> **DATA RECORDS**:
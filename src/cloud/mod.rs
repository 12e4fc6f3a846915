//! Cloud mode: broker bridge plus time-series telemetry.
//!
//! | Piece                   | Role                                         |
//! |-------------------------|----------------------------------------------|
//! | `connectivity`          | broker state machine, inbound commands       |
//! | `telemetry`             | periodic sampling to broker and store        |
//! | `discovery`             | retained Home Assistant entity configs       |
//! | `line_protocol`         | store point serialisation                    |
//! | `topics`                | topic names and matching                     |

pub mod connectivity;
pub mod discovery;
pub mod line_protocol;
pub mod telemetry;
pub mod topics;

use log::{info, warn};

use crate::app::events::{AppEvent, TelemetryReport};
use crate::app::ports::{Board, EventSink, Network};
use crate::config::SystemConfig;
use crate::error::Result;
use crate::mode::Devices;
use connectivity::ConnectivityManager;
use telemetry::TelemetryPublisher;

pub struct CloudSession {
    connectivity: ConnectivityManager,
    telemetry: TelemetryPublisher,
    timezone: String,
    ntp_servers: Vec<String>,
    gps_baud: u32,
    gps_bytes_per_tick: usize,
    ldr_resolution_bits: u8,
}

impl CloudSession {
    pub fn new(config: &SystemConfig, seed: u32) -> Self {
        Self {
            connectivity: ConnectivityManager::new(config, seed),
            telemetry: TelemetryPublisher::new(config),
            timezone: config.timezone.clone(),
            ntp_servers: config.ntp_servers.clone(),
            gps_baud: config.gps_baud,
            gps_bytes_per_tick: config.gps_bytes_per_tick,
            ldr_resolution_bits: config.ldr_resolution_bits,
        }
    }

    pub fn connectivity(&self) -> &ConnectivityManager {
        &self.connectivity
    }

    /// Bring up sensors, wall clock and the broker client. Time sync and
    /// store validation failures are warnings; the session still starts.
    pub fn enter(
        &mut self,
        hw: &mut impl Board,
        net: &mut impl Network,
        devices: &mut Devices,
        events: &mut impl EventSink,
    ) -> Result<()> {
        hw.clear();
        hw.print_line(0, "== CLOUD MODE ==");
        hw.print_line(1, "Syncing clock...");
        hw.flush();

        devices.light.configure(hw, self.ldr_resolution_bits);
        hw.gps_begin(self.gps_baud);

        if let Err(e) = net.sync_time(&self.timezone, &self.ntp_servers) {
            warn!("Cloud: {e}, timestamps follow the store clock");
            events.emit(&AppEvent::SinkFailed(e));
        }

        hw.print_line(2, "Checking store...");
        hw.flush();
        match net.store_validate() {
            Ok(()) => info!("Cloud: time-series store reachable"),
            Err(e) => {
                warn!("Cloud: {e}");
                events.emit(&AppEvent::SinkFailed(e));
                hw.print_line(3, "Store error!");
                hw.flush();
            }
        }

        self.connectivity.reset(hw.now_ms());
        self.telemetry.reset();
        Ok(())
    }

    pub fn tick(
        &mut self,
        hw: &mut impl Board,
        net: &mut impl Network,
        devices: &mut Devices,
        events: &mut impl EventSink,
    ) {
        hw.gps_pump(self.gps_bytes_per_tick);

        let now = hw.now_ms();
        self.connectivity
            .tick(now, hw, &mut devices.actuators, &mut devices.lock_timer, net, events);

        let connected = self.connectivity.is_connected();
        if let Some(report) = self.telemetry.tick(now, hw, &devices.light, connected, net, events) {
            self.show_status(hw, &report);
        }
    }

    /// The safety timer closed the lock; tell the hub.
    pub fn on_relocked(&mut self, net: &mut impl Network, events: &mut impl EventSink) {
        self.connectivity.publish_lock_state(false, net, events);
    }

    pub fn exit(&mut self, hw: &mut impl Board, net: &mut impl Network, events: &mut impl EventSink) {
        self.connectivity.shutdown(net, events);
        hw.gps_end();
    }

    fn show_status(&self, hw: &mut impl Board, report: &TelemetryReport) {
        let s = &report.sample;
        hw.clear();
        hw.print_line(0, "== CLOUD MODE ==");
        hw.print_line(1, if self.connectivity.is_connected() { "MQTT: ON" } else { "MQTT: OFF" });
        hw.print_line(2, if report.store_ok { "Store: sent" } else { "Store: error" });
        let climate = match (s.temperature_c, s.humidity_pct) {
            (Some(t), Some(h)) => format!("T:{t} H:{h}"),
            _ => "T:-- H:--".to_owned(),
        };
        hw.print_line(3, &climate);
        match &s.gps {
            Some(fix) => hw.print_line(4, &format!("GPS: OK Sats:{}", fix.satellites)),
            None => hw.print_line(4, "GPS: searching..."),
        }
        hw.flush();
    }
}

> **YOUR INSTRUCTIONS**: In the entries above, find the line with "hw.gps_end();" and the line with "(Some(t), Some(h)) =>", then restate word for word both of them and every line between, with nothing more.

> **SOLUTION FOR THIS TASK**:
        hw.gps_end();
    }

    fn show_status(&self, hw: &mut impl Board, report: &TelemetryReport) {
        let s = &report.sample;
        hw.clear();
        hw.print_line(0, "== CLOUD MODE ==");
        hw.print_line(1, if self.connectivity.is_connected() { "MQTT: ON" } else { "MQTT: OFF" });
        hw.print_line(2, if report.store_ok { "Store: sent" } else { "Store: error" });
        let climate = match (s.temperature_c, s.humidity_pct) {
            (Some(t), Some(h)) => format!("T:{t} H:{h}"),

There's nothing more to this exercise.